The consulting visibility problem
You know what you spend. But do you know what you're getting?
Most finance teams can tell you roughly what the company spent on consultants last year. The number sits in a quarterly report somewhere, probably labelled "professional services" or "advisory fees."
But ask a different question - which initiatives is that money supporting? Which engagements are on track? Which suppliers are delivering value? - and the picture gets murkier.
This is the real consulting visibility problem. It's not that the total is unknown. It's that the total doesn't tell you anything useful.

What the numbers don't show
A quarterly spend report might tell you that £25m went to consulting firms. It won't tell you:
- Which strategic priorities that money supported: How much went to the digital transformation vs. the cost reduction programme vs. regulatory compliance?
- Whether engagements are on track: Is the ERP implementation progressing as planned, or quietly overrunning?
- What you're actually getting: Are you paying for senior consultants but getting junior delivery?
- Which suppliers perform: Which firms consistently deliver on time and within scope, which tend to experience delays or overruns?
McKinsey's research on indirect procurement highlights this challenge: spending is "often fragmented among multiple locations, business units, and categories, making it hard to identify and capture enterprise-wide savings opportunities."
Where the complexity comes from
Several factors make consulting harder to track than other spend categories:
Decentralised buying: Finance, IT, Operations, and business units all bring in their own consultants. Each thinks they know what they're spending. Nobody has the full picture.
Blurred categories: The line between "consulting" and "contractors" is fuzzy, especially in IT. A systems integrator might show up in consulting budgets, contractor budgets, or project budgets depending on how it was procured. One major retailer found hundreds of IT consultants - mostly independents and small teams via agencies - coded as "contractors" or "application services" rather than consulting. They only appeared when someone looked at the invoices properly.
Non-discretionary spend: Not all consulting is optional. Regulatory programmes, compliance reviews, and audit support have to happen. You can't just "cut" them, but you still need to know if you're getting value.
Tail spend accumulation: Large transformation programmes get attention. But dozens of smaller engagements - £30k here, £50k there - fly under the radar. Individually they seem minor. Collectively they add up to millions. A utility provider found a long tail of small engineering engagements with no central approval or scoping methodology - and multiple consultancies investigating the same questions with overlapping scope.

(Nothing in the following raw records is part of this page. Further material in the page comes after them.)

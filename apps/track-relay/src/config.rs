use std::{net::SocketAddr, path::PathBuf, time::Duration};

use anyhow::{bail, Context, Result};
use clap::{Args, Parser, Subcommand};
use track_mux::WorkerConfig;

use crate::upstream::{UpstreamConfig, DEFAULT_MAX_LINE_BYTES};

#[derive(Debug, Parser)]
#[command(
    name = "track-relay",
    author,
    version,
    about = "Relays a keyword-filtered upstream feed to WebSocket clients"
)]
pub struct Cli {
    #[command(subcommand)]
    pub command: Option<Commands>,

    #[command(flatten)]
    pub serve: ServeArgs,
}

#[derive(Debug, Subcommand)]
pub enum Commands {
    /// Connect to a running relay, track a keyword and print what arrives.
    Watch {
        /// Relay URL (e.g., ws://localhost:8888).
        #[arg(short, long, default_value = "ws://localhost:8888")]
        url: String,

        /// Keyword to track.
        #[arg(short, long)]
        keyword: String,

        /// Exit after this many messages.
        #[arg(short = 'n', long)]
        count: Option<usize>,
    },
}

#[derive(Debug, Args)]
pub struct ServeArgs {
    /// Address to bind the HTTP/WebSocket listener to.
    #[arg(long, env = "TRACK_RELAY_LISTEN_ADDR", default_value = "127.0.0.1:8888")]
    pub listen_addr: String,

    /// Redis URI used to relay client messages. An in-process bus is used when unset.
    #[arg(long, env = "TRACK_RELAY_REDIS_URL")]
    pub redis_url: Option<String>,

    /// Filter endpoint of the upstream streaming API.
    #[arg(
        long,
        env = "TRACK_RELAY_UPSTREAM_URL",
        default_value = "https://stream.twitter.com/1.1/statuses/filter.json"
    )]
    pub upstream_url: String,

    /// Bearer token presented to the upstream.
    #[arg(long, env = "TRACK_RELAY_UPSTREAM_TOKEN", hide_env_values = true)]
    pub upstream_token: Option<String>,

    /// Restrict upstream statuses to this language.
    #[arg(long, env = "TRACK_RELAY_LANGUAGE", default_value = "en")]
    pub language: String,

    #[arg(long, env = "TRACK_RELAY_UPSTREAM_CONNECT_TIMEOUT_SECS", default_value_t = 10)]
    pub upstream_connect_timeout_secs: u64,

    /// Silence on the upstream stream, keep-alives included, after which it is reconnected.
    #[arg(long, env = "TRACK_RELAY_UPSTREAM_IDLE_TIMEOUT_SECS", default_value_t = 90)]
    pub upstream_idle_timeout_secs: u64,

    /// Longest the stream worker waits for a command before re-evaluating, in milliseconds.
    #[arg(long, env = "TRACK_RELAY_POLL_INTERVAL_MS", default_value_t = 250)]
    pub poll_interval_ms: u64,

    /// Delay before reconnecting after a transient upstream failure.
    #[arg(long, env = "TRACK_RELAY_RECONNECT_BACKOFF_SECS", default_value_t = 2)]
    pub reconnect_backoff_secs: u64,

    /// Frames buffered per client before new messages are dropped for it.
    #[arg(long, env = "TRACK_RELAY_SESSION_BUFFER", default_value_t = 64)]
    pub session_buffer: usize,

    /// How often the registry is reconciled against live sockets.
    #[arg(long, env = "TRACK_RELAY_RECONCILE_INTERVAL_SECS", default_value_t = 30)]
    pub reconcile_interval_secs: u64,

    /// Time allowed for the upstream connection to close on shutdown.
    #[arg(long, env = "TRACK_RELAY_SHUTDOWN_GRACE_SECS", default_value_t = 5)]
    pub shutdown_grace_secs: u64,

    /// Tracing filter directive; overrides RUST_LOG.
    #[arg(long, env = "TRACK_RELAY_LOG_FILTER")]
    pub log_filter: Option<String>,

    /// Directory for a daily-rotated file of ERROR events. Errors only go to stderr when unset.
    #[arg(long, env = "TRACK_RELAY_ERROR_LOG_DIR")]
    pub error_log_dir: Option<PathBuf>,
}

#[derive(Debug, Clone)]
pub struct ServerConfig {
    pub listen_addr: SocketAddr,
    pub redis_url: Option<String>,
    pub upstream: UpstreamConfig,
    pub worker: WorkerConfig,
    pub session_buffer: usize,
    pub reconcile_interval: Duration,
    pub shutdown_grace: Duration,
}

impl TryFrom<ServeArgs> for ServerConfig {
    type Error = anyhow::Error;

    fn try_from(args: ServeArgs) -> Result<Self, Self::Error> {
        let listen_addr: SocketAddr = args
            .listen_addr
            .parse()
            .with_context(|| format!("invalid listen address: {}", args.listen_addr))?;
        if args.session_buffer == 0 {
            bail!("session buffer must be at least 1");
        }
        if args.poll_interval_ms == 0 {
            bail!("poll interval must be greater than zero");
        }
        if args.upstream_idle_timeout_secs == 0 {
            bail!("upstream idle timeout must be greater than zero");
        }
        let language = Some(args.language.trim().to_string()).filter(|lang| !lang.is_empty());
        Ok(ServerConfig {
            listen_addr,
            redis_url: args.redis_url.filter(|url| !url.trim().is_empty()),
            upstream: UpstreamConfig {
                endpoint: args.upstream_url,
                bearer_token: args.upstream_token,
                language,
                connect_timeout: Duration::from_secs(args.upstream_connect_timeout_secs),
                idle_timeout: Duration::from_secs(args.upstream_idle_timeout_secs),
                max_line_bytes: DEFAULT_MAX_LINE_BYTES,
            },
            worker: WorkerConfig {
                poll_interval: Duration::from_millis(args.poll_interval_ms),
                reconnect_backoff: Duration::from_secs(args.reconnect_backoff_secs),
                ..WorkerConfig::default()
            },
            session_buffer: args.session_buffer,
            reconcile_interval: Duration::from_secs(args.reconcile_interval_secs.max(1)),
            shutdown_grace: Duration::from_secs(args.shutdown_grace_secs),
        })
    }
}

What good visibility actually looks like
Full visibility isn't just knowing the total. It's being able to answer:
- What's every active consulting engagement across the business right now?

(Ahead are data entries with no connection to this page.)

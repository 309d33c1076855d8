use std::collections::BTreeSet;

use async_trait::async_trait;
use thiserror::Error;
use tokio::sync::mpsc;

/// Raw status delivered by the upstream feed.
#[derive(Debug, Clone, Default, PartialEq, Eq)]
pub struct IncomingEvent {
    pub text: String,
    pub extended_text: Option<String>,
    pub is_retweet: bool,
}

impl IncomingEvent {
    pub fn new(text: impl Into<String>) -> Self {
        Self {
            text: text.into(),
            ..Self::default()
        }
    }
}

#[derive(Debug, Clone, Error, PartialEq, Eq)]
pub enum UpstreamError {
    /// The feed asked us to back off; reconnecting right away makes it worse.
    #[error("upstream rate limit exceeded")]
    RateLimited,
    #[error("upstream rejected credentials: {0}")]
    Unauthorized(String),
    #[error("upstream failure: {0}")]
    Transient(String),
}

impl UpstreamError {
    pub fn metric_label(&self) -> &'static str {
        match self {
            UpstreamError::RateLimited => "rate_limited",
            UpstreamError::Unauthorized(_) => "unauthorized",
            UpstreamError::Transient(_) => "transient",
        }
    }
}

#[derive(Debug, Clone, PartialEq, Eq)]
pub enum UpstreamSignal {
    Event(IncomingEvent),
    Error(UpstreamError),
    /// The feed ended without being asked to.
    Closed,
}

/// Channel an open connection pushes its signals through. Every signal is tagged with the
/// generation of the connection that produced it so the worker can discard stragglers.
#[derive(Debug, Clone)]
pub struct EventSink {
    generation: u64,
    tx: mpsc::Sender<(u64, UpstreamSignal)>,
}

impl EventSink {
    /// The worker builds one per connection attempt. Building one directly is mostly useful for
    /// exercising an [`Upstream`] implementation against a plain channel.
    pub fn new(generation: u64, tx: mpsc::Sender<(u64, UpstreamSignal)>) -> Self {
        Self { generation, tx }
    }

    pub fn generation(&self) -> u64 {
        self.generation
    }

    /// Hands a signal to the worker, waiting for buffer space. Returns `false` once the worker
    /// is gone.
    pub async fn send(&self, signal: UpstreamSignal) -> bool {
        self.tx.send((self.generation, signal)).await.is_ok()
    }

    pub fn is_closed(&self) -> bool {
        self.tx.is_closed()
    }
}

/// The shared filtered feed. Only one connection is ever open at a time; the stream worker
/// guarantees it.
#[async_trait]
pub trait Upstream: Send + Sync {
    /// Opens a connection tracking `filters` and returns once it is established.
    async fn connect(
        &self,
        filters: BTreeSet<String>,
        sink: EventSink,
    ) -> Result<Box<dyn UpstreamConnection>, UpstreamError>;
}

#[async_trait]
pub trait UpstreamConnection: Send {
    /// Tears the connection down. Resolves only once no further signals will be sent.
    async fn disconnect(&mut self);
}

- How does spend break down by strategic priority, not just by supplier?
- Which engagements are progressing as planned, and which need attention?
- How do our rates compare across similar engagements?
- Which suppliers have the best track record of delivering on time and on budget?
The challenge is getting there without creating a reporting burden that costs more than it saves.
How Scopecreeper approaches this
We start with the data that already exists: invoices and statements of work.
Every consulting engagement generates these documents whether you track them or not. They contain the information you need - who's working on what, at what rates, against what milestones, for how much. The problem is that it's locked in PDFs and scattered across inboxes.
Scopecreeper uses AI to read these documents and build a structured picture of every engagement. Invoices are automatically grouped by engagement. Milestones and budgets are extracted from SOWs. Spend is tracked against progress.
The result: visibility that connects spend to outcomes, built from data you already have, without manual data entry.